Mathematicians are unanimous that angles increase counterclockwise from right. This has to do with the way complex numbers are graphed, with the real axis horizontal and the imaginary axis vertical.
On the other hand, navigators, orienteers, and other people who use maps have a long history of measuring angles clockwise from up, because up is north on maps. (North is important to navigation because of magnetic compasses, of course, but also there’s a long and interesting history of mapmakers privileging Europe.) That explains why north is zero, but it doesn’t explain why angles increase clockwise. I don’t know the answer but I’m guessing it’s because of clocks, and probably if you go back far enough in history you’ll find that that’s because most people are right-handed. But that’s just a guess; I’m sure Wikipedia would be happy to explain it all. :~)

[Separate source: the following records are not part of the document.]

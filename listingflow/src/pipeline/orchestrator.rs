//! The run state machine.
//!
//! Steps run strictly in sequence. Each one reads a persisted (or just
//! produced) artifact, executes, and has its output persisted before the next
//! step starts. A fatal error persists whatever partial output exists, marks
//! the manifest aborted and ends the run.

use serde_json::json;
use std::collections::HashMap;
use std::sync::Arc;
use std::time::Instant;
use tracing::{error, info, info_span, warn, Instrument};

use super::{ExecutionPlan, FailureRecord, InputSource, PlannedStep, RestartPoint, RunManifest, RunMode};
use crate::context::{RunContext, RunEntry, StepContext};
use crate::core::{Artifact, FailurePolicy, Record, RunState};
use crate::errors::{ExcessiveFailureError, ListingflowError, Result, ShapeMismatchError};
use crate::registry::StepRegistry;
use crate::steps::{FailureCount, StepOutput};
use crate::store::ArtifactStore;
use crate::utils::iso_timestamp;

use super::PipelineDefinition;

/// What to run.
#[derive(Debug, Clone, PartialEq, Eq)]
pub struct RunRequest {
    /// Step range.
    pub mode: RunMode,
    /// Earlier artifact the first planned step reads. When it belongs to the
    /// run being executed, that run is continued in place.
    pub restart: Option<RestartPoint>,
}

impl RunRequest {
    /// Every step.
    #[must_use]
    pub const fn full() -> Self {
        Self {
            mode: RunMode::Full,
            restart: None,
        }
    }

    /// The leading extraction steps.
    #[must_use]
    pub const fn extraction() -> Self {
        Self {
            mode: RunMode::Extraction,
            restart: None,
        }
    }

    /// One step.
    #[must_use]
    pub fn single(step_id: impl Into<String>) -> Self {
        Self {
            mode: RunMode::single(step_id),
            restart: None,
        }
    }

    /// Resumes from an earlier artifact.
    #[must_use]
    pub fn with_restart(mut self, restart: RestartPoint) -> Self {
        self.restart = Some(restart);
        self
    }
}

/// How a run ended.
#[derive(Debug, Clone)]
pub struct RunOutcome {
    /// Run id.
    pub run_id: String,
    /// Terminal state.
    pub state: RunState,
    /// Persisted steps.
    pub entries: Vec<RunEntry>,
    /// Why the run aborted.
    pub failure: Option<FailureRecord>,
    /// Records of the last executed step.
    pub records: Vec<Record>,
}

impl RunOutcome {
    /// Returns true if every requested step completed.
    #[must_use]
    pub fn is_completed(&self) -> bool {
        self.state == RunState::Completed
    }

    /// Process exit code: 0 when completed, 1 otherwise.
    #[must_use]
    pub fn exit_code(&self) -> i32 {
        i32::from(!self.is_completed())
    }

    /// Active records of the last executed step.
    pub fn active_records(&self) -> impl Iterator<Item = &Record> {
        self.records.iter().filter(|r| r.is_active())
    }
}

/// A step error plus the output produced before it.
struct StepFailure {
    error: ListingflowError,
    partial: Option<Vec<Record>>,
}

impl From<ListingflowError> for StepFailure {
    fn from(error: ListingflowError) -> Self {
        Self {
            error,
            partial: None,
        }
    }
}

/// Sequences steps, persists their artifacts and tracks run state.
pub struct Orchestrator {
    registry: Arc<StepRegistry>,
    store: Arc<dyn ArtifactStore>,
    definition: PipelineDefinition,
}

So, those are the two grownup angle systems, differing both in where zero is and in the direction of increasing angles.
When they designed Logo, the first programming language intended specifically for kids, they chose to go with the orienteering system rather than the mathematical system, because their target audience was way younger than the age at which complex numbers appear in the math curriculum, but kids do deal with maps, especially if they’re Cub Scouts. :~) In those early days there was just one turtle, and it was a triangle, because the state of affordable graphics was primitive.
Sprites came later, but still long before Scratch was developed. Once you have sprites with costumes, up on the screen represents up, not north, and you want your costumes standing up rather than lying down. But since sprites came fairly late in Logo history, they were already committed to the orienteering approach to angles, and that’s why costumes’ straight ahead is at direction 90, not direction 0. (Why don’t costumes all face left instead of right? I’m not sure anyone thought very much about that, but it’s also probably related to people mostly being right-handed.)
Scratch inherited its angle measurement from Logo. (A lot of the same people were involved.) They could have decided to break with Logo and measure angles counterclockwise from right, but they didn’t. I kind of wish they had, because our target audience does include kids old enough to know about complex numbers!
We didn’t even think about changing the angle system, because in our early days we wanted the Scratch Team to adopt the idea of custom blocks and first class procedures (rings), and so we didn’t want to introduce any unnecessary incompatibilities with Scratch.
Math teachers often complain about this, but users who come to us from Scratch, which is most of them, are used to it.